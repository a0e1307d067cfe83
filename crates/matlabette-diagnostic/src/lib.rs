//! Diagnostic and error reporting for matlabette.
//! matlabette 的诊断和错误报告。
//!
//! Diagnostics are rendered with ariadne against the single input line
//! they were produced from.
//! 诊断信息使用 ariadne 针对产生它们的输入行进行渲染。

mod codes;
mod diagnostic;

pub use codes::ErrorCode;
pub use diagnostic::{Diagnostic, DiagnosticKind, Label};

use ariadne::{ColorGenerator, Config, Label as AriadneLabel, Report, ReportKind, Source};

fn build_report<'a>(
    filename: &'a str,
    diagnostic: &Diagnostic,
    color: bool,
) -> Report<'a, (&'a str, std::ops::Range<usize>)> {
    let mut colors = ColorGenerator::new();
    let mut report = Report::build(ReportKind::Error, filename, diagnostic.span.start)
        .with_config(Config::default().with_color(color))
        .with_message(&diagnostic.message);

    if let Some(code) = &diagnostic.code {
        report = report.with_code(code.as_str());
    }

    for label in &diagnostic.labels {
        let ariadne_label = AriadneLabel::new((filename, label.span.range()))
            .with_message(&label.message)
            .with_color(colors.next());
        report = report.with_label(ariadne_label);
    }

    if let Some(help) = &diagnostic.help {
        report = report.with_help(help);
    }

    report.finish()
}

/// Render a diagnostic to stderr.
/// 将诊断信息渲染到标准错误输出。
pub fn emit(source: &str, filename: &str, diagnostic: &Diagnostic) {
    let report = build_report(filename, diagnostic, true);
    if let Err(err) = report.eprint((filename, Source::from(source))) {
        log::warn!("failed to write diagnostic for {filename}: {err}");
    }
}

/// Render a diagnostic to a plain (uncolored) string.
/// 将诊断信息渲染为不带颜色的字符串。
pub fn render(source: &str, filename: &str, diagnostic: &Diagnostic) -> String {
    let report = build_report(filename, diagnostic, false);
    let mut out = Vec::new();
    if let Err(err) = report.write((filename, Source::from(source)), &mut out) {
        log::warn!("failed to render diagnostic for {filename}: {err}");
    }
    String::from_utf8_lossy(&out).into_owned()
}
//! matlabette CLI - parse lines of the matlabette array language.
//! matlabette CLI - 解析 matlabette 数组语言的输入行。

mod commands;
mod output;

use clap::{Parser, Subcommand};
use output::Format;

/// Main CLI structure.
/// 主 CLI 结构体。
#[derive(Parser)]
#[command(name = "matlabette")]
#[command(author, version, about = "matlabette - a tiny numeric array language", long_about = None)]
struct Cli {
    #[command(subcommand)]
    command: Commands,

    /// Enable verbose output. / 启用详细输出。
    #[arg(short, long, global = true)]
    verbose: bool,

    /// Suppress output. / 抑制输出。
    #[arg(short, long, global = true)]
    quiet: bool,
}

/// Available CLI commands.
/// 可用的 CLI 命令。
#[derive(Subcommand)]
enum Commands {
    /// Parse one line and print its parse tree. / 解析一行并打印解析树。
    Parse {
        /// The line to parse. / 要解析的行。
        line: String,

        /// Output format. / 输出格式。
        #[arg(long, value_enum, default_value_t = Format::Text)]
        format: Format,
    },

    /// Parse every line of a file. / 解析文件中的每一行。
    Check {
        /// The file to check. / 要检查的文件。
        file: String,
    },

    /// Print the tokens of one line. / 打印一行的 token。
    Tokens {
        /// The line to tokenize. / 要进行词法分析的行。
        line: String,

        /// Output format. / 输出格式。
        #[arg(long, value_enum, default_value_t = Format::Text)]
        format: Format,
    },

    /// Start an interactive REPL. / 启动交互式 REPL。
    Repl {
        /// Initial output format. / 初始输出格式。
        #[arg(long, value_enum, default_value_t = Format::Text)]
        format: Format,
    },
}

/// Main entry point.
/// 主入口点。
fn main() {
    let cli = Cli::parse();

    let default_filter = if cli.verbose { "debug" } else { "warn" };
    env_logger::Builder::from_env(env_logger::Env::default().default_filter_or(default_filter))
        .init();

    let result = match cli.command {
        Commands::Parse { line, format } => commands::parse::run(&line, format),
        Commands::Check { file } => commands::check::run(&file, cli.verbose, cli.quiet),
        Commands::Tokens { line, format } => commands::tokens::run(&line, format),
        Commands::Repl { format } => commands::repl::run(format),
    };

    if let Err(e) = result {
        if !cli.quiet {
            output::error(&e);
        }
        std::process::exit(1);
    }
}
********
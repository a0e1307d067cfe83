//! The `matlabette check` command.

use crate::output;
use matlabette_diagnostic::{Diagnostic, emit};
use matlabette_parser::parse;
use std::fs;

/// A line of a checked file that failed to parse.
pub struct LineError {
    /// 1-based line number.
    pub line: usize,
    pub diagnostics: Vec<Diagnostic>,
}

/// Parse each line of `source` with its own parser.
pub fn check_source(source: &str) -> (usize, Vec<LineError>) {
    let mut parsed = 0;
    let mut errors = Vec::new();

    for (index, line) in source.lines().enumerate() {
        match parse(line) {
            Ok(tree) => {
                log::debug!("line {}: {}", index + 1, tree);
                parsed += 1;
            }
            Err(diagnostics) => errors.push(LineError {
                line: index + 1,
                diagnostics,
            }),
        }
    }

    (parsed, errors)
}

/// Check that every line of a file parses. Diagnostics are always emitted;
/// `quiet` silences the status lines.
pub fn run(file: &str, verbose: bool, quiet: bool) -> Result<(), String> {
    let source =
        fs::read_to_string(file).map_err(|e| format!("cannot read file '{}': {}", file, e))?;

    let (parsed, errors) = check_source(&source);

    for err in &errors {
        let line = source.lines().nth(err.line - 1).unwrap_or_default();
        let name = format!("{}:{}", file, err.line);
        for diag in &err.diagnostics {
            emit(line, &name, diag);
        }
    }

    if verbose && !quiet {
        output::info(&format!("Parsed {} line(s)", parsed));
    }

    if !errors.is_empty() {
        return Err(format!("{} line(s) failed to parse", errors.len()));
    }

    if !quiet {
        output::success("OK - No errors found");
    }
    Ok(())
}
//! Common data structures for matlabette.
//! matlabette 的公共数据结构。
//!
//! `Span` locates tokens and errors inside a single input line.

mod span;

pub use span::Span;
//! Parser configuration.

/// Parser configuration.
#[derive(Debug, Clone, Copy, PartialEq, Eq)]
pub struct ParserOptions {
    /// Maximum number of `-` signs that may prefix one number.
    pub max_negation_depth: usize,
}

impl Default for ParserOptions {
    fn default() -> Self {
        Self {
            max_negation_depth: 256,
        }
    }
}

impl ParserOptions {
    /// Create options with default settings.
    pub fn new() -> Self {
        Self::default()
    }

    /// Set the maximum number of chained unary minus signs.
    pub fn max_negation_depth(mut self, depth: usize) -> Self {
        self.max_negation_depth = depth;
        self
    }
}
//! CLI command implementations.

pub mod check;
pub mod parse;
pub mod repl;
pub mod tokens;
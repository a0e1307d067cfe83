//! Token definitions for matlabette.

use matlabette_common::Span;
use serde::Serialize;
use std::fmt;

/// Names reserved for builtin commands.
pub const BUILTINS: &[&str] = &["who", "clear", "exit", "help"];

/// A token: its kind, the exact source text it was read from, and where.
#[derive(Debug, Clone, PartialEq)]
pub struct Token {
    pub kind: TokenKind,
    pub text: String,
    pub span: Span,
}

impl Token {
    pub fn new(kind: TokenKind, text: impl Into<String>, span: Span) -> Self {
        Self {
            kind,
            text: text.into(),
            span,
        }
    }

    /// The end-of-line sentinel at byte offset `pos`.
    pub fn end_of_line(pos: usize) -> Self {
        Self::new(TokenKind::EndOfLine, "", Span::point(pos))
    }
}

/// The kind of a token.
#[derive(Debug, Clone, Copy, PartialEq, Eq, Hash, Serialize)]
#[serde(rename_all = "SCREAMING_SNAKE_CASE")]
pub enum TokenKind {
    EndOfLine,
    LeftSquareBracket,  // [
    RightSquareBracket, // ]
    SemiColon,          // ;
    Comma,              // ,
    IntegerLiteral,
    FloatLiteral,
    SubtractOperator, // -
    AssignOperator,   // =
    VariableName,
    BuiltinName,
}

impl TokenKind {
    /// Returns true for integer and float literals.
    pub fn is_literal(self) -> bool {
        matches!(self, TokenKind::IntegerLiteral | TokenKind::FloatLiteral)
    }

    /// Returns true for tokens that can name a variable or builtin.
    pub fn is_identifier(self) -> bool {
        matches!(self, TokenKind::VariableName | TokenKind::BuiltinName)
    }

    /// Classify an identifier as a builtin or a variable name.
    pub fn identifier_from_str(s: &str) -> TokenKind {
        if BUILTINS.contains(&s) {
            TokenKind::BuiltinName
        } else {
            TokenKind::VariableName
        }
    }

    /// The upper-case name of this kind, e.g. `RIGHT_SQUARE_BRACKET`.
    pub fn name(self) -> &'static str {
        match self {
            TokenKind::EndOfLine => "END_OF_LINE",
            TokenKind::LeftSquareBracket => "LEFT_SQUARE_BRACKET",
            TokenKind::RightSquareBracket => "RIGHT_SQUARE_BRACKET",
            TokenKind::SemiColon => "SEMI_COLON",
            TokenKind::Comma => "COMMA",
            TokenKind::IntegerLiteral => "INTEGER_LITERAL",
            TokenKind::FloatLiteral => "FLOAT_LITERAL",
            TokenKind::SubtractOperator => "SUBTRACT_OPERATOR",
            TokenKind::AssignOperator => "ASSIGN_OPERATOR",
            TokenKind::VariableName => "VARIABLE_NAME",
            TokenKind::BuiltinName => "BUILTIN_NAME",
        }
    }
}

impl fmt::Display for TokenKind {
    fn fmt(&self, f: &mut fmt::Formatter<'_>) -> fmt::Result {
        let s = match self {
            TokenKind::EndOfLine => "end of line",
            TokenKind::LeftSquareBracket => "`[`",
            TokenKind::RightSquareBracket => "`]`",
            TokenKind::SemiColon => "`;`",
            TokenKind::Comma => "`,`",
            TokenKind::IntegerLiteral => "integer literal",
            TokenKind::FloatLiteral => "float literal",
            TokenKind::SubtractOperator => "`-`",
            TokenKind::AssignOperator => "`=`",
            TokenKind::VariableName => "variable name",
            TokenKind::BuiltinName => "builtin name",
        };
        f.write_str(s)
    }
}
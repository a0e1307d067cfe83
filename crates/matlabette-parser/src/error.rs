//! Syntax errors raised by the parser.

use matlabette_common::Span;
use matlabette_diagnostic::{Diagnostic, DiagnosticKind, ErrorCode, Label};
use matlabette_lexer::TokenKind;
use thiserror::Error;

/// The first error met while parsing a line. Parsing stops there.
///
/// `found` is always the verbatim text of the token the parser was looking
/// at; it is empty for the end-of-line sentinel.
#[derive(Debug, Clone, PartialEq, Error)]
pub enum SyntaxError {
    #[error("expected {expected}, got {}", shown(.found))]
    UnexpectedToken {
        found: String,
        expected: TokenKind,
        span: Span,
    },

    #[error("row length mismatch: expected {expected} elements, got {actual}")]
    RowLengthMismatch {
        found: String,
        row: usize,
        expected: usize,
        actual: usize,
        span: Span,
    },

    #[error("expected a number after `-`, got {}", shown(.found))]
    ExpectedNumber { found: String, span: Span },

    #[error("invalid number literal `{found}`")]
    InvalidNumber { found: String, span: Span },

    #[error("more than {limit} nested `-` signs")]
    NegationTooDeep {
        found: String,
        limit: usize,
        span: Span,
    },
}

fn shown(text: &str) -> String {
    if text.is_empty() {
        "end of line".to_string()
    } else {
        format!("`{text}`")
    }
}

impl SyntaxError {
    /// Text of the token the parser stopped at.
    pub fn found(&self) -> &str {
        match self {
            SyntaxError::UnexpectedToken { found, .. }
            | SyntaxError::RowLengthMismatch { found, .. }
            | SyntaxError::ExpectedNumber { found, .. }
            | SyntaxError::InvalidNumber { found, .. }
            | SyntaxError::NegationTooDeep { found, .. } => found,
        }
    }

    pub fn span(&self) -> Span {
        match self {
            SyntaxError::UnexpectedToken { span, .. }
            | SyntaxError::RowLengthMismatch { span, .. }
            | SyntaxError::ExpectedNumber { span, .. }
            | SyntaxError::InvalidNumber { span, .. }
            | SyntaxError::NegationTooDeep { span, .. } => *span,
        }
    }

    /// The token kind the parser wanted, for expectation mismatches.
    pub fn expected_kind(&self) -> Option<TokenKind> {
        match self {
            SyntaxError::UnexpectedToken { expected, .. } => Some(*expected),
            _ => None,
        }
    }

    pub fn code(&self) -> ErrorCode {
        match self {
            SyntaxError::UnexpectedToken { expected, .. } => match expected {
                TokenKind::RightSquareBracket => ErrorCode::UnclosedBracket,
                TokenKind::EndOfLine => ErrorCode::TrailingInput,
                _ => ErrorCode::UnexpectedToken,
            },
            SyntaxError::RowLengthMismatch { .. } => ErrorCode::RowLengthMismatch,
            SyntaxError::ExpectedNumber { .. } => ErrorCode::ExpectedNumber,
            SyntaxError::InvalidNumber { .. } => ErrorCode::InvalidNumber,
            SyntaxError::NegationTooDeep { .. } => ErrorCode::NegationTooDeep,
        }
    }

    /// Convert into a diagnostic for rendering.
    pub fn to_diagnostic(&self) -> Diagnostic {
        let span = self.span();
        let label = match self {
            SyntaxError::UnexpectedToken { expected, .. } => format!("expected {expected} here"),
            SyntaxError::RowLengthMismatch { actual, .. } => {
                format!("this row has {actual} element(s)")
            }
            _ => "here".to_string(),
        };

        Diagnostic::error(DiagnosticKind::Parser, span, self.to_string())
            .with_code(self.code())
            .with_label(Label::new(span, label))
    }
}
********
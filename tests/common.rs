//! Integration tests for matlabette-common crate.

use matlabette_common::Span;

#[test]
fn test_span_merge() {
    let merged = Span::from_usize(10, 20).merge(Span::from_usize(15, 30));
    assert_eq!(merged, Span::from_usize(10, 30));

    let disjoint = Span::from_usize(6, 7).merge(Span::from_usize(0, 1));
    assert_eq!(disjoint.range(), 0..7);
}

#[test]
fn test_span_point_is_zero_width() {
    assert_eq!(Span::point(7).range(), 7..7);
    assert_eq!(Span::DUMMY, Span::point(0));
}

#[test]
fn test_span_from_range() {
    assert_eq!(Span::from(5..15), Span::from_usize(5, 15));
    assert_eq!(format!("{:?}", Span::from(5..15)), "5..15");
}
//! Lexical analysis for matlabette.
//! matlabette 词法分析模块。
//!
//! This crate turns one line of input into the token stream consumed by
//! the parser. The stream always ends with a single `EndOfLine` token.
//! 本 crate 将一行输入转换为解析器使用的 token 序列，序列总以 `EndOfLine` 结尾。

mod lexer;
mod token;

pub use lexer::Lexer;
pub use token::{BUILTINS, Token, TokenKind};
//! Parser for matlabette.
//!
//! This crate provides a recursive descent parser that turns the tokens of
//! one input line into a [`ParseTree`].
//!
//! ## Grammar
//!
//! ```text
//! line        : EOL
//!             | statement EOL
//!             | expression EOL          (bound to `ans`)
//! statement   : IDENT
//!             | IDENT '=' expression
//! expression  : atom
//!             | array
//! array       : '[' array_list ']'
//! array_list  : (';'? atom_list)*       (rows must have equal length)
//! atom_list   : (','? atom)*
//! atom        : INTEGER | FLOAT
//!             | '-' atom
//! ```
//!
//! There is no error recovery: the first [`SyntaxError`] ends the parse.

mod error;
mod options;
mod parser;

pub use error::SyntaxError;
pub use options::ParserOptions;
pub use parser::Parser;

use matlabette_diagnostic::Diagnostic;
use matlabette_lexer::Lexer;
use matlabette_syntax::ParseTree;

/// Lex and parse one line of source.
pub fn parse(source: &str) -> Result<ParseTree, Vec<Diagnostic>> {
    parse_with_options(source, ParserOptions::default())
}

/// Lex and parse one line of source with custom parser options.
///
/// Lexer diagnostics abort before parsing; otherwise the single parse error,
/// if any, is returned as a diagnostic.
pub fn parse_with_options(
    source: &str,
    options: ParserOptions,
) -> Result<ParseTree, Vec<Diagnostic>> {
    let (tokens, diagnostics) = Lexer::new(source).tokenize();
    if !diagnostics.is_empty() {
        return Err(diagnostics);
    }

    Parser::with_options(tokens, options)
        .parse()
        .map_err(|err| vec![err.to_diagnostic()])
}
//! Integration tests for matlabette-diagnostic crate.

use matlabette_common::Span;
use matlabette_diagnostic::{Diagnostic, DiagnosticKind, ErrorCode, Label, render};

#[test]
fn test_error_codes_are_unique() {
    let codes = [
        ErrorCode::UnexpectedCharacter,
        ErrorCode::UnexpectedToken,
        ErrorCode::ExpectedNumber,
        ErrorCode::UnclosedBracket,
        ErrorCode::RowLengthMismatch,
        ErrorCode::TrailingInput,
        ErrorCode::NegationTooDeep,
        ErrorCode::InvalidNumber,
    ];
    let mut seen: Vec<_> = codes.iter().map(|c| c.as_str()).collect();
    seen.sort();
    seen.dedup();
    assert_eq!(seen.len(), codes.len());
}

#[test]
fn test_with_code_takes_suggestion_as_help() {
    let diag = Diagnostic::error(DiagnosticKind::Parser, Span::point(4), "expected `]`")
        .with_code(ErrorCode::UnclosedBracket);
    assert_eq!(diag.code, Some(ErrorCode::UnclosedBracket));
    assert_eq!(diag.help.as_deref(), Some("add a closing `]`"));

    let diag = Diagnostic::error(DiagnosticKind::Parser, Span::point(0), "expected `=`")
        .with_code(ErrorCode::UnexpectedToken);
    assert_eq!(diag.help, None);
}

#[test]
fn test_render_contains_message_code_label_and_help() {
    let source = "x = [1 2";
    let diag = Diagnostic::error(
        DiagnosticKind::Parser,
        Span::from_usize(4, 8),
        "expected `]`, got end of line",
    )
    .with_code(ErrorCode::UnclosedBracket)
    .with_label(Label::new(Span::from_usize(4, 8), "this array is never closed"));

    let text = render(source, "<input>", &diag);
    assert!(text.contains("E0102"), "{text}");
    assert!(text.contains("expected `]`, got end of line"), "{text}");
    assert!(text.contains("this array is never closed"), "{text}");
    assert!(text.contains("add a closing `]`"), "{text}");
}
********
- _TASK STATEMENT_:
Filter the entries above and keep only the lines with the word "DiagnosticKind".

- _EXERCISE OUTPUT_:
pub use diagnostic::{Diagnostic, DiagnosticKind, Label};
use matlabette_diagnostic::{Diagnostic, DiagnosticKind, ErrorCode, Label};
        Diagnostic::error(DiagnosticKind::Parser, span, self.to_string())
use matlabette_diagnostic::{Diagnostic, DiagnosticKind, ErrorCode, Label, render};
    let diag = Diagnostic::error(DiagnosticKind::Parser, Span::point(4), "expected `]`")
    let diag = Diagnostic::error(DiagnosticKind::Parser, Span::point(0), "expected `=`")
        DiagnosticKind::Parser,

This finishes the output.